La oposición, que está plagada de almas bellas y verbales, tiene varios dirigentes que muy bien podrían postularse como los representantes nacionales de «la ideología Francisco». Todos ellos se quedaron con la boca abierta viendo cómo la dama de negro viraba, les quitaba protagonismo y ocupaba una vez más el centro de la escena. Mauricio Macri debió ser rescatado de la multitud anónima por un allegado del Papa para lograr una mera foto de cabotaje. Los demás dirigentes vernáculos que frecuentaban a Bergoglio y bebían de sus consejos, se quedaron en Buenos Aires a mirar el espectáculo por televisión. Ni se les ocurrió hacer el esfuerzo de abrirse paso a los codazos en la Plaza San Pedro para ganar la tapa de las revistas y de los diarios del mundo. Eso les parece marketing repugnante, oportunismo inconducente, demagogia sacrílega y otros apelativos igualmente morales con los que arroparse para seguir durmiendo la siesta.
Esa gente, que suele ser honesta e incluso a veces hasta inteligente, cree que hacer política es ser columnista radial o panelista del cable. Sólo el kirchnerismo, con su monstruosa voluntad de poder, dio un paso al frente y produjo hechos políticos de gran contundencia. Decía un viejo zorro del radicalismo: hay dos clases de hombres en la política, los que la comentan y los que la hacen. La oposición está llena de comentaristas que dan muy bien en cámara.
Resulta muy decepcionante para los que de verdad creemos en la necesidad de un bipartidismo que no exista un verdadero deseo irrefrenable por tomar el comando de este país. Sin ese deseo animal, no puede haber tampoco un proyecto que enamore ni un líder que lo encarne y lo explique. Lo que quedan son aspirantes a Capriles grises, o amantes de las minorías, que se indignan por todo y que en su fuero íntimo piensan que son demasiado buenos y honestos para ser elegidos por una sociedad tan corrupta y equivocada.
Al Papa lo entregaron. No fueron capaces siquiera de disputarlo un poco. Se trataba de una valla baja para el antikirchnerismo, tenía todo a favor, y aun así no logró saltarla. Algunos opositores parecen novios castos: los canallas suelen birlarles a las chicas lindas.

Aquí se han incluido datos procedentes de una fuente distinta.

//! # tavola-core: Pure Checkout Engine for Tavola POS
//!
//! This crate is the **heart** of the checkout screen. It owns the open
//! restaurant order and all the arithmetic around it, as pure functions with
//! zero I/O dependencies.
//!
//! ## Architecture Position
//! ```text
//! ┌─────────────────────────────────────────────────────────────────────────┐
//! │                        Tavola POS Architecture                          │
//! │                                                                         │
//! │  ┌─────────────────────────────────────────────────────────────────┐   │
//! │  │                    Checkout Screen                              │   │
//! │  │    Product grid ──► Guest tabs ──► Discount modal ──► Pay       │   │
//! │  └─────────────────────────────┬───────────────────────────────────┘   │
//! │                                │                                        │
//! │  ┌─────────────────────────────▼───────────────────────────────────┐   │
//! │  │                tavola-sync (DraftSession)                       │   │
//! │  │    mount, apply(transition), exit                               │   │
//! │  └─────────────────────────────┬───────────────────────────────────┘   │
//! │                                │                                        │
//! │  ┌─────────────────────────────▼───────────────────────────────────┐   │
//! │  │               ★ tavola-core (THIS CRATE) ★                      │   │
//! │  │                                                                 │   │
//! │  │   ┌───────────┐  ┌───────────┐  ┌───────────┐  ┌───────────┐  │   │
//! │  │   │ exclusion │  │ discount  │  │   guest   │  │   order   │  │   │
//! │  │   │  Resolver │  │ compute_  │  │  Ledger   │  │ Aggregate │  │   │
//! │  │   │  rules    │  │ discount  │  │ LineItem  │  │  totals   │  │   │
//! │  │   └───────────┘  └───────────┘  └───────────┘  └───────────┘  │   │
//! │  │                                                                 │   │
//! │  │   NO I/O • NO DATABASE • NO NETWORK • PURE FUNCTIONS           │   │
//! │  └─────────────────────────────────────────────────────────────────┘   │
//! │                                │                                        │
//! │  ┌─────────────────────────────▼───────────────────────────────────┐   │
//! │  │                 tavola-db (Snapshot Store)                      │   │
//! │  │              SQLite, migrations, snapshot repository            │   │
//! │  └─────────────────────────────────────────────────────────────────┘   │
//! └─────────────────────────────────────────────────────────────────────────┘
//! ```
//!
//! ## Modules
//!
//! - [`types`] - Reference data (catalog items, rules, customers, order ids)
//! - [`money`] - Decimal money, rounded only for display
//! - [`exclusion`] - Which items a discount may touch
//! - [`discount`] - Discount kinds and the amount calculation
//! - [`guest`] - Line items and per-guest ledgers
//! - [`order`] - The order aggregate and its transitions
//! - [`validation`] - Parsing of free-form screen input
//! - [`snapshot`] - Local snapshot format
//! - [`remote`] - Remote order service shapes
//! - [`error`] - Domain error types
//!
//! ## Design Principles
//!
//! 1. **Pure Transitions**: `(&state, args) -> new state`, the old state is untouched
//! 2. **No I/O**: Database, network, file system access is FORBIDDEN here
//! 3. **Derived Totals**: Every total is a sum of its parts, recomputed on each change
//! 4. **Explicit Errors**: All errors are typed, never strings or panics
//!
//! ## Example Usage
//!
//! ```rust
//! use rust_decimal::Decimal;
//! use tavola_core::{DiscountKind, ExclusionResolver, ItemRef, Money, OrderAggregate, OrderId};
//!
//! let resolver = ExclusionResolver::default();
//! let order = OrderAggregate::empty(OrderId::new_local(), 1, Some(4))?
//!     .add_item_to_selected(&resolver, ItemRef::product("soup"), Money::from_major(100))?
//!     .set_selected_discount(&resolver, DiscountKind::Percentage, Decimal::from(10))?;
//!
//! assert_eq!(order.total_discount(), Money::from_major(10));
//! assert_eq!(order.total_amount().to_string(), "90.00");
//! # Ok::<(), tavola_core::CoreError>(())
//! ```

// =============================================================================
// Module Declarations
// =============================================================================

pub mod discount;
pub mod error;
pub mod exclusion;
pub mod guest;
pub mod money;
pub mod order;
pub mod remote;
pub mod snapshot;
pub mod types;
pub mod validation;

// =============================================================================
// Re-exports for Convenience
// =============================================================================
// These allow users to do `use tavola_core::Money` instead of
// `use tavola_core::money::Money`

pub use discount::{compute_discount, Discount, DiscountKind};
pub use error::{CoreError, CoreResult, ValidationError};
pub use exclusion::{Eligibility, ExclusionReason, ExclusionResolver, ExclusionSplit};
pub use guest::{GuestLedger, LineItem};
pub use money::Money;
pub use order::{GuestPayment, OrderAggregate, OrderIdentity, PaymentHandoff};
pub use remote::{CreateDraftRequest, CreateDraftResponse, DraftItemPayload, RemoteOrder, RemoteOrderItem};
pub use snapshot::OrderSnapshot;
pub use types::*;

// =============================================================================
// Crate-Level Constants
// =============================================================================

/// Maximum quantity of a single line item
///
/// ## Business Reason
/// Prevents accidental over-ordering (e.g., typing 1000 instead of 10)
pub const MAX_ITEM_QUANTITY: i64 = 999;

/// Highest unit price, in major units
///
/// ## Business Reason
/// Keeps every line, guest and order sum far inside the decimal range, so
/// no total can overflow however the data reached the order.
pub const MAX_UNIT_PRICE: i64 = 1_000_000_000;

/// Maximum distinct lines on one guest
pub const MAX_GUEST_ITEMS: usize = 100;

/// Maximum guests on one order
///
/// ## Business Reason
/// Banquet tables top out well below this; anything larger is a typo in the
/// guest-count field.
pub const MAX_GUESTS: u32 = 50;

/// Highest table number accepted from navigation
pub const MAX_TABLE_NUMBER: u32 = 9999;

/// Default prefix of local snapshot keys; `[storage] key_prefix` overrides it
pub const SNAPSHOT_KEY_PREFIX: &str = "order_data_";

Hay un segundo test por delante y tiene la forma de una pregunta maldita. ¿Qué es el peronismo? Parece una interrogación básica, y de hecho hay mucha bibliografía para contestarla. Sin embargo, este asunto nunca fue debidamente resuelto por el antiperonismo, y hoy interpela como nunca a la dirigencia que aspira a derrotar en las urnas al gran partido del poder. Aquella respuesta galvanizante necesita ser repensada una vez más y de manera crucial, dado que ese movimiento nacional que practica el populismo, esa oligarquía estatal de ideologías a la carta, ha reemplazado prácticamente a todo el sistema político. Propone tácitamente un bipartidismo trucho (la interna abierta de dos o hasta tres neoperonismos) y muestra simbólicamente un triunfo cultural e histórico: ahora resulta que hasta el Papa es peronista.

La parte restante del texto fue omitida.